Look through the entries that follow and count the lines with the word "Option". The reply is that number alone.

=== Available data ===

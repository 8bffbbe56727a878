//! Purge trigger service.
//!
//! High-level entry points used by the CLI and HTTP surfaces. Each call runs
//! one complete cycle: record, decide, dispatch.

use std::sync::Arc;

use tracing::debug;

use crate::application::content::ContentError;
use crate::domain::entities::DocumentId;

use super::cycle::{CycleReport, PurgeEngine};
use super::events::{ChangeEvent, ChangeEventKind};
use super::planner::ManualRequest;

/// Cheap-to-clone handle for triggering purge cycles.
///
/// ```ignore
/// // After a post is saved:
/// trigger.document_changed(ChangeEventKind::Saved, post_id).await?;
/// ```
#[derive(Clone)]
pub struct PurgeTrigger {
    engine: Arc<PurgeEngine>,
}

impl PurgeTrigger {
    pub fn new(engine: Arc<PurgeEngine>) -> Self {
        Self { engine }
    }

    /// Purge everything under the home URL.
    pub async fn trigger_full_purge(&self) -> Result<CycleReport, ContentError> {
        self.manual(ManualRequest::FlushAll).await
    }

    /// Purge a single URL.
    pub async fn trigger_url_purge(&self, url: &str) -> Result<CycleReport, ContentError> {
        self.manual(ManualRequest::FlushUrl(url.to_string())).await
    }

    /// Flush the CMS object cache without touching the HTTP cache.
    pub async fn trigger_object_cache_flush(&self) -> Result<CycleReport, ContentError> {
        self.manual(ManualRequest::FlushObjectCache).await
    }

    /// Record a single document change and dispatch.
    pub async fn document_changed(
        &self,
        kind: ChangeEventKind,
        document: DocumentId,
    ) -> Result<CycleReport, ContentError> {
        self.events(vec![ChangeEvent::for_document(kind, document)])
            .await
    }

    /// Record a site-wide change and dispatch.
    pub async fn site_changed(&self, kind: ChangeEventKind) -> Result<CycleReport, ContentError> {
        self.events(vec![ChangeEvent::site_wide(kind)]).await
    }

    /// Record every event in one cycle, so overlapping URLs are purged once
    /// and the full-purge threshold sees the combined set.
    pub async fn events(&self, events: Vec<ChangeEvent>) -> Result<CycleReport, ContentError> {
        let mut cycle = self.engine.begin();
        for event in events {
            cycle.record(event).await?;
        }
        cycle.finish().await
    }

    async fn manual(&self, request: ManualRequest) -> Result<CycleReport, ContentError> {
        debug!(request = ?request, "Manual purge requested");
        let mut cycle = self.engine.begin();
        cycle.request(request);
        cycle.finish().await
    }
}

===
=== Available data ===

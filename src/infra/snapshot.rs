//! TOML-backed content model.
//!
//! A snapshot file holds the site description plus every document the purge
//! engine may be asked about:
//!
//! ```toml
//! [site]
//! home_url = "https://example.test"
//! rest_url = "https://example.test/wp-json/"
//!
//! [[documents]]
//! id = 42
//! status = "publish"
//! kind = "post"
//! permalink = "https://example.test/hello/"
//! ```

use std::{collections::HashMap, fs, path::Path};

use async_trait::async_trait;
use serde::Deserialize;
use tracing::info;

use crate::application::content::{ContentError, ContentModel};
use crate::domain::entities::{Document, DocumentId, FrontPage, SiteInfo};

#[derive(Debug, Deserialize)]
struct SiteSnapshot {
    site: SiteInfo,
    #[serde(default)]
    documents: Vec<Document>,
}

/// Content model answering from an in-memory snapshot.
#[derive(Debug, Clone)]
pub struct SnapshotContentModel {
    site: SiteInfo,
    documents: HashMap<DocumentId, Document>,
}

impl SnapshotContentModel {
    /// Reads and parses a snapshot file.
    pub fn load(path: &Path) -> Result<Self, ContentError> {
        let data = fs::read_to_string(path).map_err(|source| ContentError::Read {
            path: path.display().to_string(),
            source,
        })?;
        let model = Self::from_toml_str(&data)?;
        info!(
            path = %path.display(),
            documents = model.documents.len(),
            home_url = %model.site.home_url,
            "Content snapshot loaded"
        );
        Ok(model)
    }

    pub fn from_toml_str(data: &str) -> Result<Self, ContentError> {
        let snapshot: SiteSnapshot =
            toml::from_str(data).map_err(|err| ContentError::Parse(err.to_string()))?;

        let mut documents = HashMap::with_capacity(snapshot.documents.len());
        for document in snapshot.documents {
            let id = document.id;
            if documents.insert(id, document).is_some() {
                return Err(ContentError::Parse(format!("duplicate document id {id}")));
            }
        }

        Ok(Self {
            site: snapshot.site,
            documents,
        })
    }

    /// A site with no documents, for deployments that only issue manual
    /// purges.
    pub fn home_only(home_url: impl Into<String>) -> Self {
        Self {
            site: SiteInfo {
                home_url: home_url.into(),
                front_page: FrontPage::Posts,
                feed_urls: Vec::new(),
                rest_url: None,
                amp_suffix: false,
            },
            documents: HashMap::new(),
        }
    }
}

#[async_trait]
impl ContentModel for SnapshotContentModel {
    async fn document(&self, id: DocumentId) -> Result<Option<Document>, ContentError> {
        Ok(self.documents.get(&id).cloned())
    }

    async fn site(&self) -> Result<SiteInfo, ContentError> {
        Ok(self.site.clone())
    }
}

===
=== Available data ===

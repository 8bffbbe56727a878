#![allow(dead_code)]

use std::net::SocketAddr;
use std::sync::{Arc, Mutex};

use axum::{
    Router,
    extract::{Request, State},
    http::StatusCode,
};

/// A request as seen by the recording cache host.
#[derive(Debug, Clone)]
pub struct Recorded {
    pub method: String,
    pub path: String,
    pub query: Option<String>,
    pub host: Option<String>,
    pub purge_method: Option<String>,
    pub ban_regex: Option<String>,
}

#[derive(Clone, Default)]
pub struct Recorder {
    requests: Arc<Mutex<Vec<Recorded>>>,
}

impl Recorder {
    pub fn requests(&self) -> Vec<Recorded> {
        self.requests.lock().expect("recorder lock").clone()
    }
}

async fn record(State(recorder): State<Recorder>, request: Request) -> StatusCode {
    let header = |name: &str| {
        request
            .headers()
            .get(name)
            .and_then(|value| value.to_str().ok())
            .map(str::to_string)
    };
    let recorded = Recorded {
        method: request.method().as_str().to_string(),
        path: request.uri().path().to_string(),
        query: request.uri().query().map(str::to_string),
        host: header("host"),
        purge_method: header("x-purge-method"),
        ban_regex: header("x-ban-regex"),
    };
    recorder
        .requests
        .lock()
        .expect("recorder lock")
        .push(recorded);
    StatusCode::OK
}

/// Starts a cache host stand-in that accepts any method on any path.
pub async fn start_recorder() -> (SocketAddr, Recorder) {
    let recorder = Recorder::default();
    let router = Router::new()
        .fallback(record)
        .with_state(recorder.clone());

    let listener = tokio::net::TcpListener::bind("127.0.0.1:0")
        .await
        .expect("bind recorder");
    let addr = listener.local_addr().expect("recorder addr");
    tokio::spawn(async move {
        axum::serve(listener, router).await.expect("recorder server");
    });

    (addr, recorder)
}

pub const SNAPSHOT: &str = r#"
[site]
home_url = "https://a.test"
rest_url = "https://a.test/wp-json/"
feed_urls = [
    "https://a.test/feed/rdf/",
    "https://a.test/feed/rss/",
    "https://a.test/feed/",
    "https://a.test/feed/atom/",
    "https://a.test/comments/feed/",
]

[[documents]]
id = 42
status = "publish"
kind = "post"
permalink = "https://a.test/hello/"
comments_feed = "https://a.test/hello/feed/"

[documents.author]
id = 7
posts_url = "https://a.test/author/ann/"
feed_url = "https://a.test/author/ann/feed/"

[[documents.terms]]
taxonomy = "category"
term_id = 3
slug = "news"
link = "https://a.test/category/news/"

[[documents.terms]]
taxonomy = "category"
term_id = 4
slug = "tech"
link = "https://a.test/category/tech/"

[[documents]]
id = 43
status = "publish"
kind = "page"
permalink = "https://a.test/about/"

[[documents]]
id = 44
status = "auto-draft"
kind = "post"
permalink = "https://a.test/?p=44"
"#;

===

(Answer box)
5